PR-Positive Breast Cancer

Medically Reviewed by Sabrina Felson, MD on March 07, 2022
4 min read

When you have breast cancer, your doctor may remove some or all of the cancer tissue through a biopsy or surgery. Then, they’ll order tests of these cells to help them learn more about the cancer. One test looks for hormone receptors, which are proteins found in and on cells, including cancer cells. Hormones attach to these receptors and help the cells grow.

Progesterone is a natural hormone made in our bodies. In females, it plays a role in puberty, menstrual cycles, and pregnancy. Some breast cancer cells have progesterone receptors on them. This is called progesterone-receptor positive, or PR positive (PR+), breast cancer. Progesterone attaches to these cancer cells to help them grow; treatments that target progesterone can halt this growth.

The hormone estrogen works much the same way. Cancers with estrogen receptors are called estrogen-receptor, or ER positive (ER+).

If your cancer cells are PR-positive, ER-positive, or both, it’s called hormone-receptor (HR) positive, or HR+ breast cancer. About 7 out of 10 breast cancers are hormone-receptor positive. You can get HR-positive breast cancer at any age. But it’s more common in women who have already gone through menopause.

Overall, the risk factors for HR-positive breast cancer are the same as those for any type of breast cancer. They include:

  • Being female
  • Getting older
  • Having certain changes in your breast cells in the past, such as LCIS (lobular carcinoma in situ) or an overgrowth of abnormal breast cells (called proliferative changes with atypia)
  • Having a family history of breast cancer.
  • Starting your periods before age 12
  • First giving birth after about age 35
  • Never having a full-term pregnancy
  • Starting menopause after age 55
  • Using hormone replacement therapy after menopause

Many women don’t have any symptoms of breast cancer when they get a diagnosis. Instead, doctors find it during a routine mammogram screening.

HR-positive breast cancer has the same symptoms as other types of breast cancer. Some of the more common symptoms include:

  • A new lump in your breast
  • Swelling of part or all of your breast
  • Pain in your breast or nipple
  • Changes in the skin over your breast (it may dimple, look like an orange peel, thicken, or become dry, red, and flaky)
  • Nipple changes (they may turn inward or have a discharge)
  • Swollen lymph nodes, which may feel like lumps under your arm or near your collarbone

Your doctor will consider the hormone status of your breast cancer when they plan your treatment. One of the main treatments for PR-positive breast cancer is hormone therapy, which keeps HR-positive cancer cells from using hormones to grow.

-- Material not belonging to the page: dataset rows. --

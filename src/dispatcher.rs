//! Concurrent fan-out of one notification to every channel.
//!
//! Every channel runs in its own task. All tasks are spawned before any is
//! awaited and are joined together, so the dispatch takes as long as the
//! slowest channel. A task that panics, is cancelled or overruns its deadline
//! is recorded as a failed outcome for that channel only.

use crate::context::NotificationContext;
use crate::core::{Channel, DispatchResult, Outcome};
use futures::future::join_all;
use std::any::Any;
use std::sync::Arc;
use std::time::Duration;
use tokio::task::JoinError;
use tracing::{debug, error, warn};

/// Tuning for a dispatch.
#[derive(Debug, Clone, Copy, Default)]
pub struct DispatchOptions {
    /// Deadline applied to each channel independently.
    pub channel_timeout: Option<Duration>,
}

/// Delivers `context` through every channel and returns one result per
/// channel, in input order.
pub async fn dispatch(
    channels: &[Arc<dyn Channel>],
    context: Arc<NotificationContext>,
    options: DispatchOptions,
) -> Vec<DispatchResult> {
    let names: Vec<String> = channels.iter().map(|c| c.name().to_string()).collect();
    debug!(channels = ?names, "Dispatching notification.");

    let handles = channels.iter().map(|channel| {
        let channel = Arc::clone(channel);
        let context = Arc::clone(&context);
        tokio::spawn(run_channel(channel, context, options.channel_timeout))
    });
    // Collecting spawns every task before the join point.
    let handles: Vec<_> = handles.collect();

    let results = join_all(handles).await;

    names
        .into_iter()
        .zip(results)
        .map(|(channel, result)| {
            let outcome = result.unwrap_or_else(|e| {
                error!(channel = %channel, "Channel task did not complete: {}", e);
                Outcome::failed(describe_join_error(e))
            });
            DispatchResult { channel, outcome }
        })
        .collect()
}

async fn run_channel(
    channel: Arc<dyn Channel>,
    context: Arc<NotificationContext>,
    timeout: Option<Duration>,
) -> Outcome {
    let delivery = channel.deliver(&context);
    let Some(limit) = timeout else {
        return delivery.await;
    };

    match tokio::time::timeout(limit, delivery).await {
        Ok(outcome) => outcome,
        Err(_) => {
            warn!(channel = channel.name(), ?limit, "Channel timed out.");
            Outcome::failed(format!("timed out after {:?}", limit))
        }
    }
}

fn describe_join_error(err: JoinError) -> String {
    if err.is_cancelled() {
        return "channel task was cancelled".to_string();
    }
    match err.try_into_panic() {
        Ok(payload) => format!("channel panicked: {}", panic_message(payload.as_ref())),
        Err(err) => err.to_string(),
    }
}

fn panic_message(payload: &(dyn Any + Send)) -> &str {
    if let Some(message) = payload.downcast_ref::<&str>() {
        message
    } else if let Some(message) = payload.downcast_ref::<String>() {
        message
    } else {
        "unknown panic"
    }
}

  • Hormone therapy works by removing hormones from your body or blocking their ability to attach to the receptors on your cells. There are two main ways you may get hormone therapy:
  • Surgery to take out your ovaries so your body doesn’t make any more breast-cancer-related hormones

Hormone therapy pills or shots, which keep your body from making female hormones or block the receptors so hormones can’t attach to cancer cells

The type you get will depend in part on whether you’ve gone through menopause yet.

Hormone therapy can be part of treatment for any stage of HR-positive breast cancer. You may get it along with other treatments, such as surgery or chemotherapy, depending on the stage of your cancer.

If your cancer can be removed with surgery, is early stage (ductal carcinoma in situ, or DCIS), or is limited to the place it first started in your breast (localized), you might get hormone therapy:

  • Before surgery to help shrink the tumor
  • After surgery, with or without chemotherapy, to decrease the chance that the cancer will come back

If you have inflammatory breast cancer or the tumor has spread from where it first started (locally advanced or invasive), you might get hormone therapy after surgery.

You might get hormone therapy if your breast cancer comes back after treatment. If your cancer has spread to other parts of your body (metastatic breast cancer), hormone therapy is usually part of your main treatment.

Along with hormone therapy, you may also get one or more of these treatments for PR-positive breast cancer:

  • Surgery, such as a lumpectomy or mastectomy, to remove cancer cells
  • Chemotherapy
  • Radiation
  • Targeted therapy drugs, which target proteins on breast cancer cells that help them grow. These medications can help hormone therapy work better.

Hormone receptor-positive types of breast cancer grow more slowly than those that are hormone-receptor negative. They also give you an advantage in treatment, since progesterone blockers can halt the growth of your cancer cells. Still, the sooner you’re diagnosed, the better your prognosis will be.

Hormone therapy can lower your estrogen levels or block the receptors to keep HR-positive cancer from growing and spreading. But sometimes these cancers come back, even many years after treatment. Because of this, you may get hormone therapy for up to 10 years.

Talk with your doctor about your hormone receptor status and what it means for you.